■ Description of the task:
The response must match the data below exactly, line for line.

■ The data:
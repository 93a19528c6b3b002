//! Wallet persistence.

use sqlx::PgPool;

use super::error::LedgerError;
use super::models::{LedgerEntry, Wallet};
use crate::core_types::{WalletId, new_id};

const WALLET_COLUMNS: &str = "wallet_id, user_id, balance, created_at, updated_at";
const ENTRY_COLUMNS: &str = "entry_id, wallet_id, transaction_id, entry_type, amount, created_at";

/// Wallet database operations.
pub struct WalletDb {
    pool: PgPool,
}

impl WalletDb {
    pub fn new(pool: PgPool) -> Self {
        Self { pool }
    }

    pub fn pool(&self) -> &PgPool {
        &self.pool
    }

    /// Create a wallet with zero balance. One wallet per user.
    pub async fn create_wallet(&self, user_id: &str) -> Result<Wallet, LedgerError> {
        let result = sqlx::query_as::<_, Wallet>(&format!(
            r#"
            INSERT INTO wallets (wallet_id, user_id, balance)
            VALUES ($1, $2, 0)
            RETURNING {WALLET_COLUMNS}
            "#
        ))
        .bind(new_id())
        .bind(user_id)
        .fetch_one(&self.pool)
        .await;

        match result {
            Ok(wallet) => {
                tracing::info!(
                    wallet_id = %wallet.wallet_id,
                    user_id = %user_id,
                    "Wallet created"
                );
                Ok(wallet)
            }
            Err(sqlx::Error::Database(e)) if e.is_unique_violation() => {
                Err(LedgerError::DuplicateUser(user_id.to_string()))
            }
            Err(e) => Err(e.into()),
        }
    }

    /// Get a wallet by id.
    pub async fn get_wallet(&self, wallet_id: WalletId) -> Result<Option<Wallet>, LedgerError> {
        let wallet = sqlx::query_as::<_, Wallet>(&format!(
            "SELECT {WALLET_COLUMNS} FROM wallets WHERE wallet_id = $1"
        ))
        .bind(wallet_id)
        .fetch_optional(&self.pool)
        .await?;

        Ok(wallet)
    }

    /// All ledger entries for a wallet, oldest first.
    pub async fn entries(&self, wallet_id: WalletId) -> Result<Vec<LedgerEntry>, LedgerError> {
        let entries = sqlx::query_as::<_, LedgerEntry>(&format!(
            r#"
            SELECT {ENTRY_COLUMNS}
            FROM wallet_ledger_entries
            WHERE wallet_id = $1
            ORDER BY created_at ASC
            "#
        ))
        .bind(wallet_id)
        .fetch_all(&self.pool)
        .await?;

        Ok(entries)
    }
}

■ Exercise answer:
repository 93a19528c6b3b002
//! Wallet persistence.

use sqlx::PgPool;

use super::error::LedgerError;
use super::models::{LedgerEntry, Wallet};
use crate::core_types::{WalletId, new_id};

const WALLET_COLUMNS: &str = "wallet_id, user_id, balance, created_at, updated_at";
const ENTRY_COLUMNS: &str = "entry_id, wallet_id, transaction_id, entry_type, amount, created_at";

/// Wallet database operations.
pub struct WalletDb {
    pool: PgPool,
}

impl WalletDb {
    pub fn new(pool: PgPool) -> Self {
        Self { pool }
    }

    pub fn pool(&self) -> &PgPool {
        &self.pool
    }

    /// Create a wallet with zero balance. One wallet per user.
    pub async fn create_wallet(&self, user_id: &str) -> Result<Wallet, LedgerError> {
        let result = sqlx::query_as::<_, Wallet>(&format!(
            r#"
            INSERT INTO wallets (wallet_id, user_id, balance)
            VALUES ($1, $2, 0)
            RETURNING {WALLET_COLUMNS}
            "#
        ))
        .bind(new_id())
        .bind(user_id)
        .fetch_one(&self.pool)
        .await;

        match result {
            Ok(wallet) => {
                tracing::info!(
                    wallet_id = %wallet.wallet_id,
                    user_id = %user_id,
                    "Wallet created"
                );
                Ok(wallet)
            }
            Err(sqlx::Error::Database(e)) if e.is_unique_violation() => {
                Err(LedgerError::DuplicateUser(user_id.to_string()))
            }
            Err(e) => Err(e.into()),
        }
    }

    /// Get a wallet by id.
    pub async fn get_wallet(&self, wallet_id: WalletId) -> Result<Option<Wallet>, LedgerError> {
        let wallet = sqlx::query_as::<_, Wallet>(&format!(
            "SELECT {WALLET_COLUMNS} FROM wallets WHERE wallet_id = $1"
        ))
        .bind(wallet_id)
        .fetch_optional(&self.pool)
        .await?;

        Ok(wallet)
    }

    /// All ledger entries for a wallet, oldest first.
    pub async fn entries(&self, wallet_id: WalletId) -> Result<Vec<LedgerEntry>, LedgerError> {
        let entries = sqlx::query_as::<_, LedgerEntry>(&format!(
            r#"
            SELECT {ENTRY_COLUMNS}
            FROM wallet_ledger_entries
            WHERE wallet_id = $1
            ORDER BY created_at ASC
            "#
        ))
        .bind(wallet_id)
        .fetch_all(&self.pool)
        .await?;

        Ok(entries)
    }
}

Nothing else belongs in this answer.